* _Goal of the exercise_
Would you write out the data below exactly, with every line intact?

Saved entries
▼

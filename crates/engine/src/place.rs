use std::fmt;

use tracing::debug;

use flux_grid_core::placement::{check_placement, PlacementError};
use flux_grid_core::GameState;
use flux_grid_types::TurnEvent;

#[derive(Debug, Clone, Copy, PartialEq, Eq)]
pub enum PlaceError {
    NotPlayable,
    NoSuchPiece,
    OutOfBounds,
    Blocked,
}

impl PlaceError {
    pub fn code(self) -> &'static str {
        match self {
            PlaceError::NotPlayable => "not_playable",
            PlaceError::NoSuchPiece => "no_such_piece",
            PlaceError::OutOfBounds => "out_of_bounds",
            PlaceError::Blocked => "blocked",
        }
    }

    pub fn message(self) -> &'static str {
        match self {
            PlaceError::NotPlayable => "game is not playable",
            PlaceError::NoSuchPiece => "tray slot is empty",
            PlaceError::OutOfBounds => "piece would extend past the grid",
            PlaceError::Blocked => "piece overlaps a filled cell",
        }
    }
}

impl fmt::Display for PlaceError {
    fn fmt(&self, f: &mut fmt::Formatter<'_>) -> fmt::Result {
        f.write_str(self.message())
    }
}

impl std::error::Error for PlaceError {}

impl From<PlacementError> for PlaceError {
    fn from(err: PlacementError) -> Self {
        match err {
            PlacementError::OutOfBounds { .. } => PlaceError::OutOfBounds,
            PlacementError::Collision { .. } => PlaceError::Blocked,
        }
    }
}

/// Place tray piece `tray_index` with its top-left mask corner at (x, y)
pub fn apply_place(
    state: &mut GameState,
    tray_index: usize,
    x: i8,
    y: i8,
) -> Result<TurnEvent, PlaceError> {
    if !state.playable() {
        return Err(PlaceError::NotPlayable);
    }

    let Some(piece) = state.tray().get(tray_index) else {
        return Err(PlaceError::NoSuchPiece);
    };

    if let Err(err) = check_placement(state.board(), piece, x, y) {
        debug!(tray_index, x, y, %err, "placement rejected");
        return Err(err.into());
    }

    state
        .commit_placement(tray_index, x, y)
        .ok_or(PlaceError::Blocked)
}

▲

* _Task response_
filename crates/engine/src/place.rs
use std::fmt;

use tracing::debug;

use flux_grid_core::placement::{check_placement, PlacementError};
use flux_grid_core::GameState;
use flux_grid_types::TurnEvent;

#[derive(Debug, Clone, Copy, PartialEq, Eq)]
pub enum PlaceError {
    NotPlayable,
    NoSuchPiece,
    OutOfBounds,
    Blocked,
}

impl PlaceError {
    pub fn code(self) -> &'static str {
        match self {
            PlaceError::NotPlayable => "not_playable",
            PlaceError::NoSuchPiece => "no_such_piece",
            PlaceError::OutOfBounds => "out_of_bounds",
            PlaceError::Blocked => "blocked",
        }
    }

    pub fn message(self) -> &'static str {
        match self {
            PlaceError::NotPlayable => "game is not playable",
            PlaceError::NoSuchPiece => "tray slot is empty",
            PlaceError::OutOfBounds => "piece would extend past the grid",
            PlaceError::Blocked => "piece overlaps a filled cell",
        }
    }
}

impl fmt::Display for PlaceError {
    fn fmt(&self, f: &mut fmt::Formatter<'_>) -> fmt::Result {
        f.write_str(self.message())
    }
}

impl std::error::Error for PlaceError {}

impl From<PlacementError> for PlaceError {
    fn from(err: PlacementError) -> Self {
        match err {
            PlacementError::OutOfBounds { .. } => PlaceError::OutOfBounds,
            PlacementError::Collision { .. } => PlaceError::Blocked,
        }
    }
}

/// Place tray piece `tray_index` with its top-left mask corner at (x, y)
pub fn apply_place(
    state: &mut GameState,
    tray_index: usize,
    x: i8,
    y: i8,
) -> Result<TurnEvent, PlaceError> {
    if !state.playable() {
        return Err(PlaceError::NotPlayable);
    }

    let Some(piece) = state.tray().get(tray_index) else {
        return Err(PlaceError::NoSuchPiece);
    };

    if let Err(err) = check_placement(state.board(), piece, x, y) {
        debug!(tray_index, x, y, %err, "placement rejected");
        return Err(err.into());
    }

    state
        .commit_placement(tray_index, x, y)
        .ok_or(PlaceError::Blocked)
}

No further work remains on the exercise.